◆ DATA SECTION:
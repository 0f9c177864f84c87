mod registry;
mod source;
mod worker;

#[cfg(test)]
pub(crate) mod testing;

pub use registry::{CameraSummary, Registry};
pub use source::{CaptureError, FrameSource, VideoCaptureSource};
pub use worker::{CameraError, CameraState, CameraWorker, StateCell, WorkerSettings};
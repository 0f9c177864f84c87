use opencv::core::{Mat, Point, Rect, Scalar, Size, Vector};
use opencv::imgcodecs;
use opencv::imgproc;
use opencv::prelude::*;

use super::detector::Detection;

const BOX_THICKNESS: i32 = 2;
const LABEL_SCALE: f64 = 0.5;
const LABEL_OFFSET: i32 = 5;
const LABEL_MIN_Y: i32 = 12;

fn box_colour() -> Scalar {
    // BGR green
    Scalar::new(0.0, 255.0, 0.0, 0.0)
}

pub fn resize_to_width(frame: &Mat, width: u32) -> opencv::Result<Mat> {
    let cols = frame.cols();
    let rows = frame.rows();
    let width = width as i32;
    if cols == 0 || rows == 0 || cols == width {
        return frame.try_clone();
    }

    let height = ((rows as f64) * (width as f64) / (cols as f64)).round().max(1.0) as i32;
    let interpolation = if width < cols {
        imgproc::INTER_AREA
    } else {
        imgproc::INTER_LINEAR
    };

    let mut resized = Mat::default();
    imgproc::resize(
        frame,
        &mut resized,
        Size::new(width, height),
        0.0,
        0.0,
        interpolation,
    )?;
    Ok(resized)
}

/// Draws boxes and labels onto a copy of `frame`; the input is left untouched.
pub fn annotate(frame: &Mat, detections: &[Detection]) -> opencv::Result<Mat> {
    let mut output = frame.try_clone()?;

    for detection in detections {
        let rect = Rect::new(
            detection.x.round() as i32,
            detection.y.round() as i32,
            detection.width.round() as i32,
            detection.height.round() as i32,
        );
        imgproc::rectangle(
            &mut output,
            rect,
            box_colour(),
            BOX_THICKNESS,
            imgproc::LINE_8,
            0,
        )?;

        let origin = Point::new(rect.x, (rect.y - LABEL_OFFSET).max(LABEL_MIN_Y));
        imgproc::put_text(
            &mut output,
            &detection.label(),
            origin,
            imgproc::FONT_HERSHEY_SIMPLEX,
            LABEL_SCALE,
            box_colour(),
            BOX_THICKNESS,
            imgproc::LINE_8,
            false,
        )?;
    }

    Ok(output)
}

pub fn encode_jpeg(frame: &Mat, quality: i32) -> opencv::Result<Vec<u8>> {
    let mut buf = Vector::<u8>::new();
    let params = Vector::<i32>::from_slice(&[imgcodecs::IMWRITE_JPEG_QUALITY, quality]);
    imgcodecs::imencode(".jpg", frame, &mut buf, &params)?;
    Ok(buf.to_vec())
}
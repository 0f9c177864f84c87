use std::path::PathBuf;

use lettre::message::header::ContentType;
use lettre::message::Mailbox;
use lettre::transport::smtp::authentication::Credentials;
use lettre::{AsyncSmtpTransport, AsyncTransport, Message, Tokio1Executor};
use thiserror::Error;
use tokio::io::AsyncWriteExt;

use super::NotificationEvent;
use crate::config::EmailConfig;

#[derive(Debug, Error)]
pub enum NotifyError {
    #[error("io error: {0}")]
    Io(#[from] std::io::Error),
    #[error("smtp transport error: {0}")]
    Transport(#[from] lettre::transport::smtp::Error),
    #[error("invalid email address: {0}")]
    Address(#[from] lettre::address::AddressError),
    #[error("failed to build email: {0}")]
    Build(#[from] lettre::error::Error),
}

pub struct FileLogChannel {
    path: PathBuf,
}

impl FileLogChannel {
    pub fn new(path: impl Into<PathBuf>) -> Self {
        Self { path: path.into() }
    }

    async fn deliver(&self, event: &NotificationEvent) -> Result<(), NotifyError> {
        let mut file = tokio::fs::OpenOptions::new()
            .create(true)
            .append(true)
            .open(&self.path)
            .await?;
        let line = format!("{}\n", event.log_line());
        file.write_all(line.as_bytes()).await?;
        file.flush().await?;
        Ok(())
    }
}

pub struct EmailChannel {
    from: Mailbox,
    to: Mailbox,
    mailer: AsyncSmtpTransport<Tokio1Executor>,
}

impl EmailChannel {
    pub fn new(config: &EmailConfig) -> Result<Self, NotifyError> {
        let from: Mailbox = config.from.parse()?;
        let to: Mailbox = config.to.parse()?;

        let mut builder = AsyncSmtpTransport::<Tokio1Executor>::starttls_relay(&config.smtp_host)?
            .port(config.smtp_port)
            .timeout(Some(config.timeout()));
        if let (Some(user), Some(pass)) = (&config.username, &config.password) {
            builder = builder.credentials(Credentials::new(user.clone(), pass.clone()));
        }

        Ok(Self {
            from,
            to,
            mailer: builder.build(),
        })
    }

    fn message(&self, event: &NotificationEvent) -> Result<Message, NotifyError> {
        let message = Message::builder()
            .from(self.from.clone())
            .to(self.to.clone())
            .subject(event.email_subject())
            .header(ContentType::TEXT_PLAIN)
            .body(event.email_body())?;
        Ok(message)
    }

    async fn deliver(&self, event: &NotificationEvent) -> Result<(), NotifyError> {
        let message = self.message(event)?;
        self.mailer.send(message).await?;
        tracing::debug!(camera = %event.camera_id, to = %self.to, "alert email sent");
        Ok(())
    }
}

pub enum NotificationChannel {
    FileLog(FileLogChannel),
    Email(EmailChannel),
}

impl NotificationChannel {
    pub fn name(&self) -> &'static str {
        match self {
            NotificationChannel::FileLog(_) => "file",
            NotificationChannel::Email(_) => "email",
        }
    }

    pub async fn deliver(&self, event: &NotificationEvent) -> Result<(), NotifyError> {
        match self {
            NotificationChannel::FileLog(channel) => channel.deliver(event).await,
            NotificationChannel::Email(channel) => channel.deliver(event).await,
        }
    }
}

#[cfg(test)]
mod tests {
    use super::*;

    fn email_config() -> EmailConfig {
        EmailConfig {
            enabled: true,
            smtp_host: "smtp.example.com".into(),
            smtp_port: 587,
            username: Some("alerts".into()),
            password: Some("secret".into()),
            from: "camwatch@example.com".into(),
            to: "owner@example.com".into(),
            timeout_secs: 10,
        }
    }

    #[tokio::test]
    async fn file_log_appends_lines() {
        let dir = tempfile::tempdir().unwrap();
        let path = dir.path().join("notifications.log");
        let channel = NotificationChannel::FileLog(FileLogChannel::new(&path));

        channel.deliver(&NotificationEvent::new("0", "person")).await.unwrap();
        channel.deliver(&NotificationEvent::new("1", "person")).await.unwrap();

        let content = std::fs::read_to_string(&path).unwrap();
        let lines: Vec<&str> = content.lines().collect();
        assert_eq!(lines.len(), 2);
        assert!(lines[0].starts_with('['));
        assert!(lines[0].ends_with("] [Camera 0] Person detected"));
        assert!(lines[1].ends_with("] [Camera 1] Person detected"));
    }

    #[tokio::test]
    async fn file_log_reports_unwritable_path() {
        let dir = tempfile::tempdir().unwrap();
        let channel = FileLogChannel::new(dir.path().join("missing").join("n.log"));

        let err = channel
            .deliver(&NotificationEvent::new("0", "person"))
            .await
            .unwrap_err();
        assert!(matches!(err, NotifyError::Io(_)));
    }

    #[test]
    fn email_rejects_bad_address() {
        let mut config = email_config();
        config.to = "not-an-email".into();
        assert!(matches!(EmailChannel::new(&config), Err(NotifyError::Address(_))));
    }

    #[tokio::test]
    async fn email_message_carries_subject() {
        let channel = EmailChannel::new(&email_config()).unwrap();
        let message = channel.message(&NotificationEvent::new("3", "person")).unwrap();
        let raw = String::from_utf8(message.formatted()).unwrap();

        assert!(raw.contains("Subject: Person Detected on Camera 3"));
        assert!(raw.contains("To: owner@example.com"));
    }
}
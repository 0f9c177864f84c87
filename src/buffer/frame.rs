use std::sync::{Arc, PoisonError, RwLock};

#[derive(Debug)]
pub struct EncodedFrame {
    version: u64,
    data: Vec<u8>,
}

impl EncodedFrame {
    pub fn version(&self) -> u64 {
        self.version
    }

    pub fn data(&self) -> &[u8] {
        &self.data
    }

    pub fn len(&self) -> usize {
        self.data.len()
    }
}

struct Slot {
    latest: Option<Arc<EncodedFrame>>,
    next_version: u64,
}

/// Single-slot holder of the most recent encoded frame for one camera.
///
/// The lock only guards a pointer swap: encoding happens before `publish` and
/// readers clone the `Arc` out before touching the bytes.
pub struct FrameBuffer {
    camera_id: String,
    slot: RwLock<Slot>,
}

impl FrameBuffer {
    pub fn new(camera_id: String) -> Arc<Self> {
        Arc::new(Self {
            camera_id,
            slot: RwLock::new(Slot {
                latest: None,
                next_version: 1,
            }),
        })
    }

    /// Replaces the current frame. Versions start at 1 and increase by one per publish.
    pub fn publish(&self, data: Vec<u8>) -> u64 {
        let mut slot = self.slot.write().unwrap_or_else(PoisonError::into_inner);
        let version = slot.next_version;
        slot.next_version += 1;
        slot.latest = Some(Arc::new(EncodedFrame {
            version,
            data,
        }));
        drop(slot);

        tracing::trace!(camera = %self.camera_id, version, "published frame");
        version
    }

    pub fn read(&self) -> Option<Arc<EncodedFrame>> {
        self.slot
            .read()
            .unwrap_or_else(PoisonError::into_inner)
            .latest
            .clone()
    }

    pub fn latest_version(&self) -> Option<u64> {
        self.read().map(|frame| frame.version)
    }
}
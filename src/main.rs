use std::sync::Arc;
use std::time::Duration;

use tracing_subscriber::EnvFilter;

mod analytics;
mod api;
mod buffer;
mod camera;
mod config;
mod notify;

use analytics::ObjectDetector;
use api::AppState;
use camera::{CameraWorker, Registry, VideoCaptureSource, WorkerSettings};
use config::Config;
use notify::{
    EmailChannel, FileLogChannel, NotificationChannel, NotificationDispatcher,
    NotificationThrottler,
};

const DISPATCH_GRACE: Duration = Duration::from_secs(5);

#[tokio::main]
async fn main() -> Result<(), Box<dyn std::error::Error>> {
    tracing_subscriber::fmt()
        .with_env_filter(EnvFilter::from_default_env().add_directive("camwatch=debug".parse()?))
        .init();

    let config = match std::env::args().nth(1) {
        Some(path) => Config::load_from(path)?,
        None => Config::load()?,
    };
    tracing::info!("loaded {} camera(s)", config.cameras.len());

    let channels = notification_channels(&config)?;
    let (notify_tx, notify_rx) = notify::queue();
    let dispatcher = tokio::spawn(NotificationDispatcher::new(notify_rx, channels).run());

    let mut registry = Registry::new();
    for cam_config in &config.cameras {
        let detector = ObjectDetector::new(
            &config.detection.model,
            config.detection.confidence_threshold,
            config.detection.classes.clone(),
            config.detection.intra_threads,
        )
        .map_err(|e| format!("camera {}: failed to load model: {e}", cam_config.id))?;

        let source = VideoCaptureSource::new(cam_config.url.clone(), config.capture.read_timeout());
        let throttler = NotificationThrottler::new(
            cam_config.id.clone(),
            config.notifications.cooldown(),
            notify_tx.clone(),
        );

        let worker = CameraWorker::new(
            cam_config.clone(),
            WorkerSettings::from_config(&config, cam_config),
            Box::new(source),
            Box::new(detector),
            throttler,
        );
        registry.register(worker)?;
    }
    drop(notify_tx);
    tracing::info!(cameras = ?registry.camera_ids(), "registered {} camera(s)", registry.len());

    let registry = Arc::new(registry);
    registry.start_all();

    let state = AppState::new(Arc::clone(&registry), config.stream.poll_interval());

    let served = serve_until_shutdown(state, config.http.port).await;
    if let Err(e) = &served {
        tracing::error!(error = %e, "HTTP server failed");
    }

    let stopping = Arc::clone(&registry);
    tokio::task::spawn_blocking(move || stopping.stop_all()).await?;

    // Open viewer connections may still hold the registry, and with it the
    // throttlers' senders, so the dispatcher only gets a grace period.
    drop(registry);
    match tokio::time::timeout(DISPATCH_GRACE, dispatcher).await {
        Ok(Err(e)) => tracing::error!(error = %e, "notification dispatcher failed"),
        Err(_) => tracing::debug!("notification dispatcher still running at shutdown"),
        Ok(Ok(())) => {}
    }

    served?;
    tracing::info!("shutdown complete");
    Ok(())
}

async fn serve_until_shutdown(state: AppState, port: u16) -> std::io::Result<()> {
    tokio::select! {
        result = api::start_server(state, port) => result,
        _ = tokio::signal::ctrl_c() => {
            tracing::info!("shutdown signal received");
            Ok(())
        }
    }
}

fn notification_channels(config: &Config) -> Result<Vec<NotificationChannel>, notify::NotifyError> {
    let mut channels = vec![NotificationChannel::FileLog(FileLogChannel::new(
        &config.notifications.log_file,
    ))];

    if config.notifications.email.enabled {
        channels.push(NotificationChannel::Email(EmailChannel::new(
            &config.notifications.email,
        )?));
    }

    Ok(channels)
}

◆ WHAT IS NEEDED: The required answer is the run of lines above, starting at the line with "assert_eq!(lines.len(), 2);" and ending at the line with "async fn file_log_reports_unwritable_path()", reproduced exactly with both ends.

◆ WORKED SOLUTION:
        assert_eq!(lines.len(), 2);
        assert!(lines[0].starts_with('['));
        assert!(lines[0].ends_with("] [Camera 0] Person detected"));
        assert!(lines[1].ends_with("] [Camera 1] Person detected"));
    }

    #[tokio::test]
    async fn file_log_reports_unwritable_path() {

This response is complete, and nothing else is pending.